Records excerpted from a collection
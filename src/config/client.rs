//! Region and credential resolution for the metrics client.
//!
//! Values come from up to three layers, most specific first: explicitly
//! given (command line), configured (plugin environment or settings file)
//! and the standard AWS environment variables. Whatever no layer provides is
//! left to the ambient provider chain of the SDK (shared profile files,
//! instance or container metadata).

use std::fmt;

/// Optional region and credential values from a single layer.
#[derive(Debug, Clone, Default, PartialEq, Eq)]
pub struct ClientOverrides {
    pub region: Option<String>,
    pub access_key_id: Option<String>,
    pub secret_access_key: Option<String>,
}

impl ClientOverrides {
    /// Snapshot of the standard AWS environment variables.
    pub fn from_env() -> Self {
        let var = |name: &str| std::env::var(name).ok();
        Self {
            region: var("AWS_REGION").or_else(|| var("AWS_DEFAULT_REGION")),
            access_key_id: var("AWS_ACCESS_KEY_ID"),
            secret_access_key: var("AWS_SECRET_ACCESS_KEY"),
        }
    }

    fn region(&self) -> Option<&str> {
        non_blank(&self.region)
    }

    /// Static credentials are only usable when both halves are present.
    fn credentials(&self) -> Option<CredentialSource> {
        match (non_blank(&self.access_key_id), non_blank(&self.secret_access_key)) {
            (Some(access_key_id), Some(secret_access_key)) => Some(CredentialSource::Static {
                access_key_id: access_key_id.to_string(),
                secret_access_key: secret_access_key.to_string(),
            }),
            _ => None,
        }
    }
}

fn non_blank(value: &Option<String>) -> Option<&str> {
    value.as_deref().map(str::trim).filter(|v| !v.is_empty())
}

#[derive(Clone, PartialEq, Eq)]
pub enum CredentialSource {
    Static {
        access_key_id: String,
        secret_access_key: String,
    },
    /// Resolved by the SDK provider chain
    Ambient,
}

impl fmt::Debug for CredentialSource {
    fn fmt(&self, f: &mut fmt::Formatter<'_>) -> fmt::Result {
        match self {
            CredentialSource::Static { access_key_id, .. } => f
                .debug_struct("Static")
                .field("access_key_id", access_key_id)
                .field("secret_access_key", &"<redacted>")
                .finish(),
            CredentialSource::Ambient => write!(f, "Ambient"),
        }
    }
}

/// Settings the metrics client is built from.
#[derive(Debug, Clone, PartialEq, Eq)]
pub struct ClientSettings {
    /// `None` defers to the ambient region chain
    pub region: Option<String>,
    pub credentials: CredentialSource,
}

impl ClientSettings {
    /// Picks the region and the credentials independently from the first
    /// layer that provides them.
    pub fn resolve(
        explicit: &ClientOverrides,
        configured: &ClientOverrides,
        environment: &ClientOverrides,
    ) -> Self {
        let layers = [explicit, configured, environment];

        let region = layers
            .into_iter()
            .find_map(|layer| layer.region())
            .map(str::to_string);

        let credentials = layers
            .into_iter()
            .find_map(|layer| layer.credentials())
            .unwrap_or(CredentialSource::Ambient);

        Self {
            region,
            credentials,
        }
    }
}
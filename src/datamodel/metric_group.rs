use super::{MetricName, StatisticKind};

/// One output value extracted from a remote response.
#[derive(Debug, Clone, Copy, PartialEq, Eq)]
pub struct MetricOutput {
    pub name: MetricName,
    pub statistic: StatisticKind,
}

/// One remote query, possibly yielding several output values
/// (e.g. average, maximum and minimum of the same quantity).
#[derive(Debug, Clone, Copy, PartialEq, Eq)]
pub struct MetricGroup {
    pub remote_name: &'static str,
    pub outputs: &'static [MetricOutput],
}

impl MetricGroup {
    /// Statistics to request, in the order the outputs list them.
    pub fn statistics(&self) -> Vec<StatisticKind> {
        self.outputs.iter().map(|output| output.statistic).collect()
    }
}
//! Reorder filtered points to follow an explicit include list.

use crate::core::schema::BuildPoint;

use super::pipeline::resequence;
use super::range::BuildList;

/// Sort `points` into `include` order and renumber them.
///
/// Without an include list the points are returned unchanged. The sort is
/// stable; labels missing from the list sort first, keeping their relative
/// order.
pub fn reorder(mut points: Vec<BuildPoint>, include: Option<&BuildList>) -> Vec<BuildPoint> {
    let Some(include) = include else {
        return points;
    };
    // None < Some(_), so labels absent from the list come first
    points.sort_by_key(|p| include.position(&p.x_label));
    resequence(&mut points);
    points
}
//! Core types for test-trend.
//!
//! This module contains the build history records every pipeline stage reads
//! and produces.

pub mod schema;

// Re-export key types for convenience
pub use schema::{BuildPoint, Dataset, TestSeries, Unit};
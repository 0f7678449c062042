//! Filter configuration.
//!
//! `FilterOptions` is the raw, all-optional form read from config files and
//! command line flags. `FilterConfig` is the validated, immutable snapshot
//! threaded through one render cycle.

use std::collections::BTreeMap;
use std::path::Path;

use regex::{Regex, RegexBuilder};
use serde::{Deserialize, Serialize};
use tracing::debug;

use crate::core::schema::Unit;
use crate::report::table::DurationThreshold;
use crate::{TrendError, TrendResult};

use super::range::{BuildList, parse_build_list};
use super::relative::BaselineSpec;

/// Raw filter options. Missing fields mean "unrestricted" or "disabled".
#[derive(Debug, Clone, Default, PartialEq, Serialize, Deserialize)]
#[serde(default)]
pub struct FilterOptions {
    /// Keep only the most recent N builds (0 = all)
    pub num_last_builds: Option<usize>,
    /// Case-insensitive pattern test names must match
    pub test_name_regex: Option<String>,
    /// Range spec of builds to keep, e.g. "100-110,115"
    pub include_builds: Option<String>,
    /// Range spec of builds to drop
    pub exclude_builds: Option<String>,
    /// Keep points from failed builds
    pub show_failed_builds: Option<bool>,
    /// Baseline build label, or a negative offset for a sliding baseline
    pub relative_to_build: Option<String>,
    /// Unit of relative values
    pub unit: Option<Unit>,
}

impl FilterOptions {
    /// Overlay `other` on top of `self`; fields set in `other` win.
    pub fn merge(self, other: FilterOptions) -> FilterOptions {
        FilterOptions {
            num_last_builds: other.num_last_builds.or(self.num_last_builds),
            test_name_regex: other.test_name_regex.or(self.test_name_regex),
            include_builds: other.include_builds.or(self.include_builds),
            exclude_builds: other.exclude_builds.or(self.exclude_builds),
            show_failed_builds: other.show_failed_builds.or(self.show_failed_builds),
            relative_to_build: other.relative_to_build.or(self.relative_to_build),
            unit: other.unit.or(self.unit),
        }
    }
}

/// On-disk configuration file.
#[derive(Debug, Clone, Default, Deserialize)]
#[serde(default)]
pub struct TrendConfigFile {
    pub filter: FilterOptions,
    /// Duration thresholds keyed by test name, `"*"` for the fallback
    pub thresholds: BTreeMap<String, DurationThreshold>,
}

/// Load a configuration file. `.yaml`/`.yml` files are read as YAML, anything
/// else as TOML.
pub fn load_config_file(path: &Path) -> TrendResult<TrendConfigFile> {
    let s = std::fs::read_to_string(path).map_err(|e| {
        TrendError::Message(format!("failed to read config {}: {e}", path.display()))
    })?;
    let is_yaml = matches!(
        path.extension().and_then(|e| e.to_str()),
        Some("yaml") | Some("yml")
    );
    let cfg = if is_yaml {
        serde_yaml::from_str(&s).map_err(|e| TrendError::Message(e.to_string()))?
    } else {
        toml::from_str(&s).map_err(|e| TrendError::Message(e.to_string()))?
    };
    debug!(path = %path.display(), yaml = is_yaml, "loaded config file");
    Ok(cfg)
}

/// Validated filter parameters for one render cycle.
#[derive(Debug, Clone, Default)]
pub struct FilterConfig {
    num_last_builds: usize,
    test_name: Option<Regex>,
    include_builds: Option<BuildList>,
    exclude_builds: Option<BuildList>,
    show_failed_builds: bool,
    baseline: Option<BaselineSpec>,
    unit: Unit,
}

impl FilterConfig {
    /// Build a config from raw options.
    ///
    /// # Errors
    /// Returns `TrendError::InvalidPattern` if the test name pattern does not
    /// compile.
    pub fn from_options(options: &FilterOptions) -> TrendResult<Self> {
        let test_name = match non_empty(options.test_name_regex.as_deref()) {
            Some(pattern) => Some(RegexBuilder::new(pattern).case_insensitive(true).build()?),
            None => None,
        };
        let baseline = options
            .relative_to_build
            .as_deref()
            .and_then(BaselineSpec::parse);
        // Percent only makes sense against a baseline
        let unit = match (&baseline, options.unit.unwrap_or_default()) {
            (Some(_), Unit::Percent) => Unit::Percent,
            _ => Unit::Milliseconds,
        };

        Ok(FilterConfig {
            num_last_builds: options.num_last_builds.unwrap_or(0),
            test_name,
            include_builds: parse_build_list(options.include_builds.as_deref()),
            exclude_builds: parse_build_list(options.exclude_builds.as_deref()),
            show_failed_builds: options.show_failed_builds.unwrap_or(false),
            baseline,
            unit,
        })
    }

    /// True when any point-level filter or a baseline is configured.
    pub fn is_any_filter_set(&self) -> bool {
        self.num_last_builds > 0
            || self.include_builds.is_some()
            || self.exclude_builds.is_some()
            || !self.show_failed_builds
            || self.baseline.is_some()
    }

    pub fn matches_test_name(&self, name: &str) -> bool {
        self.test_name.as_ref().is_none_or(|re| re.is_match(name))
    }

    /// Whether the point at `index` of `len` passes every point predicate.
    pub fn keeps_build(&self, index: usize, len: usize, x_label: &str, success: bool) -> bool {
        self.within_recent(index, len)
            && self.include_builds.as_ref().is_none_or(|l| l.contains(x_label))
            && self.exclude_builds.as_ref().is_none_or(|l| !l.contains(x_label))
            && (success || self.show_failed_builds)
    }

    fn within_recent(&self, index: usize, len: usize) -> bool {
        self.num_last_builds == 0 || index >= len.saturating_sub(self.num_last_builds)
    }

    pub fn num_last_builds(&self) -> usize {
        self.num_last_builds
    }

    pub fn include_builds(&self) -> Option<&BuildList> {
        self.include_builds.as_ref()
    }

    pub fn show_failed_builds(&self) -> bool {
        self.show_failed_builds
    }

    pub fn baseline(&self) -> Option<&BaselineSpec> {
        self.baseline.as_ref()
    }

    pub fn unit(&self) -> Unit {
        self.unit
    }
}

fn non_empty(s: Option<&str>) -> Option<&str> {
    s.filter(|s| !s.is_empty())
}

-- YOUR INSTRUCTIONS --
Scan the lines above for "thresholds", then copy every one that has it.

-- RESULT --
    /// Duration thresholds keyed by test name, `"*"` for the fallback
    pub thresholds: BTreeMap<String, DurationThreshold>,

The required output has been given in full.